Assignment -> What is needed is each line of the data below that holds the string "EmbeddingService".

Information shown ->
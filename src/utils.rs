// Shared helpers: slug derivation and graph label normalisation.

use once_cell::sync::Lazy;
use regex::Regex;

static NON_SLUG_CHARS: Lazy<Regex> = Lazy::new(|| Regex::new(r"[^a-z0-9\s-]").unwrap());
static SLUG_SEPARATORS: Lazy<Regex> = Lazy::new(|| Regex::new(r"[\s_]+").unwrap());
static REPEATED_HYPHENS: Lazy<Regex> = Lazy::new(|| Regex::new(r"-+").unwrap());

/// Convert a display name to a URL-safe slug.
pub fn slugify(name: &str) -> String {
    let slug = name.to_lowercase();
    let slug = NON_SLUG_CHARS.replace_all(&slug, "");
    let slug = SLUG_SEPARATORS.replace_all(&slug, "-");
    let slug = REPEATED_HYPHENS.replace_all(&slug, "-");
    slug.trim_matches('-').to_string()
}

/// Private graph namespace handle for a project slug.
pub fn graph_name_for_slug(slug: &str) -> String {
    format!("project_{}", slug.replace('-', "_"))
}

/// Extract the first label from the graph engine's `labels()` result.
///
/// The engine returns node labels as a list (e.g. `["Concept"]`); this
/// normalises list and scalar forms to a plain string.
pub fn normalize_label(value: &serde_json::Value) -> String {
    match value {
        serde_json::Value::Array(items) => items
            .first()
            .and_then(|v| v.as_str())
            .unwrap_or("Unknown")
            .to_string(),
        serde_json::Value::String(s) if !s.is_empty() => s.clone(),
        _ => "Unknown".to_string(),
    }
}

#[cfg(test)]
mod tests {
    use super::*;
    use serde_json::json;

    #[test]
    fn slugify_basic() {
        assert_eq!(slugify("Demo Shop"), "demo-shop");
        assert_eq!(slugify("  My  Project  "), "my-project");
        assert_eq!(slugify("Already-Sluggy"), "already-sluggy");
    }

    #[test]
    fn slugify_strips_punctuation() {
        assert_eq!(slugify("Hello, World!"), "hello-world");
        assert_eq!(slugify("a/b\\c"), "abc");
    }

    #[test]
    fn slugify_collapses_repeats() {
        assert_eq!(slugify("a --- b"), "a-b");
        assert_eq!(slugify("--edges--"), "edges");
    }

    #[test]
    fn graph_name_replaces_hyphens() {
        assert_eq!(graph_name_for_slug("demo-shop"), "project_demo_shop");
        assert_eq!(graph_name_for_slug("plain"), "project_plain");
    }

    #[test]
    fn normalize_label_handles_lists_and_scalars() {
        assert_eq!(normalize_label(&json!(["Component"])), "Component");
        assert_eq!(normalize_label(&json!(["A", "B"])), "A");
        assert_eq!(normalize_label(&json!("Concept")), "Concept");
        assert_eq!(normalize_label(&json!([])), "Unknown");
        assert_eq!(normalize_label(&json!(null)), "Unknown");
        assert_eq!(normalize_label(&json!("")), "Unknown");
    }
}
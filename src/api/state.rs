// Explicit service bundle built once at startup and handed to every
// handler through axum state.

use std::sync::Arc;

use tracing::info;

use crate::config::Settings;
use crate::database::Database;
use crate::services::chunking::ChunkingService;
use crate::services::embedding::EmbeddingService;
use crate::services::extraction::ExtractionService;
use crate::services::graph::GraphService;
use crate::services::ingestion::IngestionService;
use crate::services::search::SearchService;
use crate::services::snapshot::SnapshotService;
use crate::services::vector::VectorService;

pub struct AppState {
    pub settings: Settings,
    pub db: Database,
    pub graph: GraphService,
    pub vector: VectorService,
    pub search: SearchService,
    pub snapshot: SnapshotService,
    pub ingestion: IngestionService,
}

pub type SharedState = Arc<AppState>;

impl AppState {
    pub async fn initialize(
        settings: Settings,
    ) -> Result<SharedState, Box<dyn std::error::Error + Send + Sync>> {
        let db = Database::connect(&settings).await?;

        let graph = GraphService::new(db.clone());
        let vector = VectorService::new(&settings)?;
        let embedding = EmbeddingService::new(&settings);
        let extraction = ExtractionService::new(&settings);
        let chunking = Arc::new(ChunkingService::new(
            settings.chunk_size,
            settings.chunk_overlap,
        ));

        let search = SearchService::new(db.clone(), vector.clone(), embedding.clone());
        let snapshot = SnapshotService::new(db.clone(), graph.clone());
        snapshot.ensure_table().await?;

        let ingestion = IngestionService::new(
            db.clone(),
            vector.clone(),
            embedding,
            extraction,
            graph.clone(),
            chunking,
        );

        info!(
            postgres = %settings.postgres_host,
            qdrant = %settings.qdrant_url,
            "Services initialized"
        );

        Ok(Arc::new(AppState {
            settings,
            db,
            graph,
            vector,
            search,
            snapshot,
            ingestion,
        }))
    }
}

Your response ->
use crate::services::embedding::EmbeddingService;
        let embedding = EmbeddingService::new(&settings);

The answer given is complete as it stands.